===== Material supplied =====
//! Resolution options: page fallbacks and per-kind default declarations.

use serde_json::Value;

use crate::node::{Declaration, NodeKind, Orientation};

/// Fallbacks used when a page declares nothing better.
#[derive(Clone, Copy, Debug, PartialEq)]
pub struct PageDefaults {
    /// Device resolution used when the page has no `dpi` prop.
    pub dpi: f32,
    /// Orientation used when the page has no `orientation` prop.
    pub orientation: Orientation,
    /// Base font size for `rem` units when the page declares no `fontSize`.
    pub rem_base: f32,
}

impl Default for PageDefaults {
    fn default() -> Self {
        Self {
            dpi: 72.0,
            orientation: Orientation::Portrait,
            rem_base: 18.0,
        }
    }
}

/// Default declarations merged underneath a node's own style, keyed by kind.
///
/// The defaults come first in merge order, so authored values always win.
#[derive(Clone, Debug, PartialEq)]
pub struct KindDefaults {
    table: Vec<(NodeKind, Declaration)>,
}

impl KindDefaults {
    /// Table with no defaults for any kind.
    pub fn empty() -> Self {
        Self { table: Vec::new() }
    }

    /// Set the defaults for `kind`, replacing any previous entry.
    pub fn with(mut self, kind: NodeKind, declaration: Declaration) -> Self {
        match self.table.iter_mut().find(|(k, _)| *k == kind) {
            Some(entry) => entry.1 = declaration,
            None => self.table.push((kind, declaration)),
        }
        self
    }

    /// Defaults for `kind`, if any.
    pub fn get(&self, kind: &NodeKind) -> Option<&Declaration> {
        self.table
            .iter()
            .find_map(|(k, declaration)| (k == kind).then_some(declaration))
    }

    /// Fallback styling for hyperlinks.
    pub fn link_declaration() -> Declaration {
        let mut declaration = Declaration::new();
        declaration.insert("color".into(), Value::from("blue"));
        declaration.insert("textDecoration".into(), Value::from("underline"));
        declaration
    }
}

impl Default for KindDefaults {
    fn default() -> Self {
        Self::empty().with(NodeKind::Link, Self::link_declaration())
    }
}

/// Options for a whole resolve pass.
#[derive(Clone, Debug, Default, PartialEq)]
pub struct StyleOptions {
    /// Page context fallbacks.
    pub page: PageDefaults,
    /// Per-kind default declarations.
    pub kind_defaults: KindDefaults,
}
=====
===== Material supplied =====
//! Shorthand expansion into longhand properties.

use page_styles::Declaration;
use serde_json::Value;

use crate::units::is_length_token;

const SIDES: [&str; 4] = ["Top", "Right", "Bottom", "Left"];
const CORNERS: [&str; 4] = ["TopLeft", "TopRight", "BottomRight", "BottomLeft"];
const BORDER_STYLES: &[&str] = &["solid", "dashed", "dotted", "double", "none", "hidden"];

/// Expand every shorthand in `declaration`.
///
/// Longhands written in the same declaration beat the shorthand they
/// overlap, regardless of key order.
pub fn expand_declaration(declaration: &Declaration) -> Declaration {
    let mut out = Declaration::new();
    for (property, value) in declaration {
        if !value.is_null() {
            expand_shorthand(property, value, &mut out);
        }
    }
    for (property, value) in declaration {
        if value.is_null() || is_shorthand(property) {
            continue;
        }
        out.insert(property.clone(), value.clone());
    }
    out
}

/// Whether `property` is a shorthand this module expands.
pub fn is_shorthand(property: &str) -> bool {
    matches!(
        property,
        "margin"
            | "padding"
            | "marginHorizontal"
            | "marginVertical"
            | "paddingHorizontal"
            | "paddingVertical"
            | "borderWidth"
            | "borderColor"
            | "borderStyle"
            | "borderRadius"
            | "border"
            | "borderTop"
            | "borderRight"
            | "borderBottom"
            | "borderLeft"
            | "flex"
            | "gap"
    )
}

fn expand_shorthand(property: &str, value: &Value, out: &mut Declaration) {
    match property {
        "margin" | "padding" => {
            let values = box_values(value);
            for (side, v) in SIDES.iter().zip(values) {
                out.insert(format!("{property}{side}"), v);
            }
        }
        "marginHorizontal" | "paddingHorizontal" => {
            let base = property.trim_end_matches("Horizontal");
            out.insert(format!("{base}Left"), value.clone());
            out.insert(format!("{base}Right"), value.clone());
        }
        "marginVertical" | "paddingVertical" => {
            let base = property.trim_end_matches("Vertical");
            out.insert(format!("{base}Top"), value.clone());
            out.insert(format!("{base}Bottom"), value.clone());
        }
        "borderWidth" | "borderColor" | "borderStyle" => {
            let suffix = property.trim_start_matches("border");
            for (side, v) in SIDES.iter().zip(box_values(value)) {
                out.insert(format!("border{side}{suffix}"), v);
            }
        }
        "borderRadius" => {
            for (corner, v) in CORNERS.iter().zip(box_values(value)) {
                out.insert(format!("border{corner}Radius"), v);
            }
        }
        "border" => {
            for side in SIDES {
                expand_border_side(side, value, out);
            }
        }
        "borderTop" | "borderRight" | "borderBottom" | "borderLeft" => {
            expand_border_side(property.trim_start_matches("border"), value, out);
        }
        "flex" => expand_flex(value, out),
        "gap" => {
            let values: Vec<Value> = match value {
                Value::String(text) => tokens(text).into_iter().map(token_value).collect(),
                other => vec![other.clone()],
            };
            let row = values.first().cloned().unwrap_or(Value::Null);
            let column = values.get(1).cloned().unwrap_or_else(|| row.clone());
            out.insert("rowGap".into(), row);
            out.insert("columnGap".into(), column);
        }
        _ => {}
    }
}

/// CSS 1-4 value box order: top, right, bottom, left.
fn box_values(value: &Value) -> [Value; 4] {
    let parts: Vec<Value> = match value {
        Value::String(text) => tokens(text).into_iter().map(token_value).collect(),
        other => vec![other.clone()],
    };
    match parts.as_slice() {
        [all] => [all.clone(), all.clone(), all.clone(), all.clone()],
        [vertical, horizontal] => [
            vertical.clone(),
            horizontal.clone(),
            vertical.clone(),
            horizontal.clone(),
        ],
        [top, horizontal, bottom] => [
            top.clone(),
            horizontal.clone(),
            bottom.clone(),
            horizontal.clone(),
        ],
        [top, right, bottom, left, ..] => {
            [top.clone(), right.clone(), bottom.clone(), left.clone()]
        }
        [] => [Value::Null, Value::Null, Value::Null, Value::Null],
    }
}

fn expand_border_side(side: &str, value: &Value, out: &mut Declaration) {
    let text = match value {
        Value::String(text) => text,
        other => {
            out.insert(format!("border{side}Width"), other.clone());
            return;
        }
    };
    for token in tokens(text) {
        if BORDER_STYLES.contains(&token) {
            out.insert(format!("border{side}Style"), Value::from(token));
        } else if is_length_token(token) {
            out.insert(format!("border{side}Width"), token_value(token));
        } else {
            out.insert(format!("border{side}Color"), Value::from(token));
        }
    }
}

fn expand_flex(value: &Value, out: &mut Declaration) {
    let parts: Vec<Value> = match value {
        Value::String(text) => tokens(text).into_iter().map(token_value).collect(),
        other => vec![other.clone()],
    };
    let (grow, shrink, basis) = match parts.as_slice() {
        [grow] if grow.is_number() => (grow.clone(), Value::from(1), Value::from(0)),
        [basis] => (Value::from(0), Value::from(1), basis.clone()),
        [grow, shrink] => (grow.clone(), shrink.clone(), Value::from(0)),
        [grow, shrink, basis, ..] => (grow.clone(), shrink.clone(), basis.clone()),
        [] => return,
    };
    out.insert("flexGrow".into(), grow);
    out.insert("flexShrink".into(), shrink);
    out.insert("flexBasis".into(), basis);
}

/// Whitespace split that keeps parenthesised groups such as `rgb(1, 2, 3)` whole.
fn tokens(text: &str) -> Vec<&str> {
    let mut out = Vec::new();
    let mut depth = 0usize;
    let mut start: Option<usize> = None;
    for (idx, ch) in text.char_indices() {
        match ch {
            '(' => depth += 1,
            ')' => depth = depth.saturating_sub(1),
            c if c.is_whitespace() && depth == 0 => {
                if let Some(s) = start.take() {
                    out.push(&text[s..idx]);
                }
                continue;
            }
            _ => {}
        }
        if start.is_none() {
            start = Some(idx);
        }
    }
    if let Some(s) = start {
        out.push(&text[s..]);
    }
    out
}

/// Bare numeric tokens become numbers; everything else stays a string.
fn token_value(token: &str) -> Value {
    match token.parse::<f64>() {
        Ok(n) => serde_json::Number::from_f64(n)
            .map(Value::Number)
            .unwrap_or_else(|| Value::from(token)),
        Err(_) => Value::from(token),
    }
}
=====
===== Material supplied =====
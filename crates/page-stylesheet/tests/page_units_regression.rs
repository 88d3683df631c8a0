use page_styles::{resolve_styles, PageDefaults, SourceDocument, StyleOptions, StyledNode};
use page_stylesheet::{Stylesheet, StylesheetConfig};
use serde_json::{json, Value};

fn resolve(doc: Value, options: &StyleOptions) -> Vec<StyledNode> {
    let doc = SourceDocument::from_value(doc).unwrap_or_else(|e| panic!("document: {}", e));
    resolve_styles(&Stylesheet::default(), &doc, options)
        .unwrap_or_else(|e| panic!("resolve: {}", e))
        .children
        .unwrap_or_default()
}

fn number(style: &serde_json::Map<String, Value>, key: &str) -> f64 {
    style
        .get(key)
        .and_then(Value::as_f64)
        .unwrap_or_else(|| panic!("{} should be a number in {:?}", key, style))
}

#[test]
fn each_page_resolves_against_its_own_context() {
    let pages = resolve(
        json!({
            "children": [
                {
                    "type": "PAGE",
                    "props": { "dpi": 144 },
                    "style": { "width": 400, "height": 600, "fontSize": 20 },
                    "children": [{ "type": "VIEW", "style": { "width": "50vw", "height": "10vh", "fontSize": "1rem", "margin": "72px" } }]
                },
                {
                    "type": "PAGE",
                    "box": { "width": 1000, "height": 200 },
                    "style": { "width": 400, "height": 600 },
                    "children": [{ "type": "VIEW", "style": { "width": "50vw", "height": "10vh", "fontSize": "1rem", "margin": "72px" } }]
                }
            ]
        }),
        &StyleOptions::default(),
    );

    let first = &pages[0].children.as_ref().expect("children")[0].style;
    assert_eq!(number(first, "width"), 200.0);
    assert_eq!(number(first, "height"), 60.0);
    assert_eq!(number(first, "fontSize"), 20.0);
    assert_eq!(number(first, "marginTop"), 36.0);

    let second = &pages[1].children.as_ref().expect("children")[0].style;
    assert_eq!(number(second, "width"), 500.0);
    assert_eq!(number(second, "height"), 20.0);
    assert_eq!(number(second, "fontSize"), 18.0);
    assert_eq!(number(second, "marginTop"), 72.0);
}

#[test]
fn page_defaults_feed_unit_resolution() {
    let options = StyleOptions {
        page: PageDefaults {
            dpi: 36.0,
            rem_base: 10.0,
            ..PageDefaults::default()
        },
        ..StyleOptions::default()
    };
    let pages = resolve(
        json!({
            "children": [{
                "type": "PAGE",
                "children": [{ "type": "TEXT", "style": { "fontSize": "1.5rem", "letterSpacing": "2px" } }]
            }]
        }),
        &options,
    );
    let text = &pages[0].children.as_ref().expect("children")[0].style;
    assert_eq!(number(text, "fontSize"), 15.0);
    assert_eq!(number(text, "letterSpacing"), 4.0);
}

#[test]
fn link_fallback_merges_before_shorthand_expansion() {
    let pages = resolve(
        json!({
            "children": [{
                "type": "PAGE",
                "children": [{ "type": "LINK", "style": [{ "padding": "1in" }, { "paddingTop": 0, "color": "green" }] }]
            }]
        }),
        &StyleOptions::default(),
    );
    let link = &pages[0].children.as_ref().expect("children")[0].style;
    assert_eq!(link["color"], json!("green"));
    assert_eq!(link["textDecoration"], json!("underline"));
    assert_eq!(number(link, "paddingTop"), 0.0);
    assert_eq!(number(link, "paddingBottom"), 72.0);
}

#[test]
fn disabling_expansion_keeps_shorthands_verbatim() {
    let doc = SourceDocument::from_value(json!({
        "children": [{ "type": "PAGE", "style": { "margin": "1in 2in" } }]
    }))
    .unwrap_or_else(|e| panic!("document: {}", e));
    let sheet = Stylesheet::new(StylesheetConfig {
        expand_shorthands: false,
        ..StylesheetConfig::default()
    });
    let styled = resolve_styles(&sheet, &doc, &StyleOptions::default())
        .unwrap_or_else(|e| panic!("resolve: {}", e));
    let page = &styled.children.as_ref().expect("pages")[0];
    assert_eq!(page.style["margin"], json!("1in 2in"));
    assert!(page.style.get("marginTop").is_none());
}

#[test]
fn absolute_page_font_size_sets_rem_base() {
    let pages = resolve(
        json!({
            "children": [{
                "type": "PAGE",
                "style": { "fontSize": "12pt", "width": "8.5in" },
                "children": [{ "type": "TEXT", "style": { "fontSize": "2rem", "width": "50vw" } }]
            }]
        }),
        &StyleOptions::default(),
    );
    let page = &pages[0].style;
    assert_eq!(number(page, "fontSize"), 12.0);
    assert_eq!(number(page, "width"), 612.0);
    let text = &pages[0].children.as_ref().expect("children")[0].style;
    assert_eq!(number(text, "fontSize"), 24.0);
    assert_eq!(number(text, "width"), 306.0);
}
=====
◆ Exercise goal ◆
Restate word for word the lines of the data above, starting at the line containing "let text = match" and ending at the line containing "fn expand_flex(value: &Value, out: &mut", both included, and nothing more.

◆ Written solution ◆
    let text = match value {
        Value::String(text) => text,
        other => {
            out.insert(format!("border{side}Width"), other.clone());
            return;
        }
    };
    for token in tokens(text) {
        if BORDER_STYLES.contains(&token) {
            out.insert(format!("border{side}Style"), Value::from(token));
        } else if is_length_token(token) {
            out.insert(format!("border{side}Width"), token_value(token));
        } else {
            out.insert(format!("border{side}Color"), Value::from(token));
        }
    }
}

fn expand_flex(value: &Value, out: &mut Declaration) {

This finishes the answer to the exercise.